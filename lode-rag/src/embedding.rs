//! Embedding provider trait and the deterministic local provider.

use async_trait::async_trait;

use crate::error::Result;

/// A provider that generates vector embeddings from text input.
///
/// Implementations wrap a specific embedding backend behind a unified async
/// interface. The backend is picked once, when the pipeline is built.
///
/// # Example
///
/// ```rust,ignore
/// use lode_rag::{EmbeddingProvider, SimpleEmbeddingProvider};
///
/// let provider = SimpleEmbeddingProvider::new();
/// let embedding = provider.embed("hello world").await?;
/// assert_eq!(embedding.len(), provider.dimensions());
/// ```
#[async_trait]
pub trait EmbeddingProvider: Send + Sync {
    /// Generate an embedding vector for a single text input.
    async fn embed(&self, text: &str) -> Result<Vec<f32>>;

    /// Return the dimensionality of embeddings produced by this provider.
    fn dimensions(&self) -> usize;
}

/// A deterministic, dependency-free embedding provider.
///
/// Produces a 4-dimensional vector of character counts:
/// `[length, vowels, consonants, spaces]`. Every character that is neither an
/// ASCII vowel nor a space counts as a consonant, punctuation included.
/// Identical input always yields the identical vector, which makes this the
/// provider of choice for tests and offline runs.
#[derive(Debug, Clone, Copy, Default)]
pub struct SimpleEmbeddingProvider;

impl SimpleEmbeddingProvider {
    /// Create a new `SimpleEmbeddingProvider`.
    pub fn new() -> Self {
        Self
    }

    fn counts(text: &str) -> Vec<f32> {
        let (mut length, mut vowels, mut consonants, mut spaces) = (0.0f32, 0.0, 0.0, 0.0);
        for c in text.chars() {
            length += 1.0;
            match c {
                'a' | 'e' | 'i' | 'o' | 'u' | 'A' | 'E' | 'I' | 'O' | 'U' => vowels += 1.0,
                ' ' => spaces += 1.0,
                _ => consonants += 1.0,
            }
        }
        vec![length, vowels, consonants, spaces]
    }
}

#[async_trait]
impl EmbeddingProvider for SimpleEmbeddingProvider {
    async fn embed(&self, text: &str) -> Result<Vec<f32>> {
        Ok(Self::counts(text))
    }

    fn dimensions(&self) -> usize {
        4
    }
}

--*--

**How to complete this task:** Type out the whole of the data again, exactly as shown.

**Problem solution:**
filename lode-rag/src/embedding.rs
//! Embedding provider trait and the deterministic local provider.

use async_trait::async_trait;

use crate::error::Result;

/// A provider that generates vector embeddings from text input.
///
/// Implementations wrap a specific embedding backend behind a unified async
/// interface. The backend is picked once, when the pipeline is built.
///
/// # Example
///
/// ```rust,ignore
/// use lode_rag::{EmbeddingProvider, SimpleEmbeddingProvider};
///
/// let provider = SimpleEmbeddingProvider::new();
/// let embedding = provider.embed("hello world").await?;
/// assert_eq!(embedding.len(), provider.dimensions());
/// ```
#[async_trait]
pub trait EmbeddingProvider: Send + Sync {
    /// Generate an embedding vector for a single text input.
    async fn embed(&self, text: &str) -> Result<Vec<f32>>;

    /// Return the dimensionality of embeddings produced by this provider.
    fn dimensions(&self) -> usize;
}

/// A deterministic, dependency-free embedding provider.
///
/// Produces a 4-dimensional vector of character counts:
/// `[length, vowels, consonants, spaces]`. Every character that is neither an
/// ASCII vowel nor a space counts as a consonant, punctuation included.
/// Identical input always yields the identical vector, which makes this the
/// provider of choice for tests and offline runs.
#[derive(Debug, Clone, Copy, Default)]
pub struct SimpleEmbeddingProvider;

impl SimpleEmbeddingProvider {
    /// Create a new `SimpleEmbeddingProvider`.
    pub fn new() -> Self {
        Self
    }

    fn counts(text: &str) -> Vec<f32> {
        let (mut length, mut vowels, mut consonants, mut spaces) = (0.0f32, 0.0, 0.0, 0.0);
        for c in text.chars() {
            length += 1.0;
            match c {
                'a' | 'e' | 'i' | 'o' | 'u' | 'A' | 'E' | 'I' | 'O' | 'U' => vowels += 1.0,
                ' ' => spaces += 1.0,
                _ => consonants += 1.0,
            }
        }
        vec![length, vowels, consonants, spaces]
    }
}

#[async_trait]
impl EmbeddingProvider for SimpleEmbeddingProvider {
    async fn embed(&self, text: &str) -> Result<Vec<f32>> {
        Ok(Self::counts(text))
    }

    fn dimensions(&self) -> usize {
        4
    }
}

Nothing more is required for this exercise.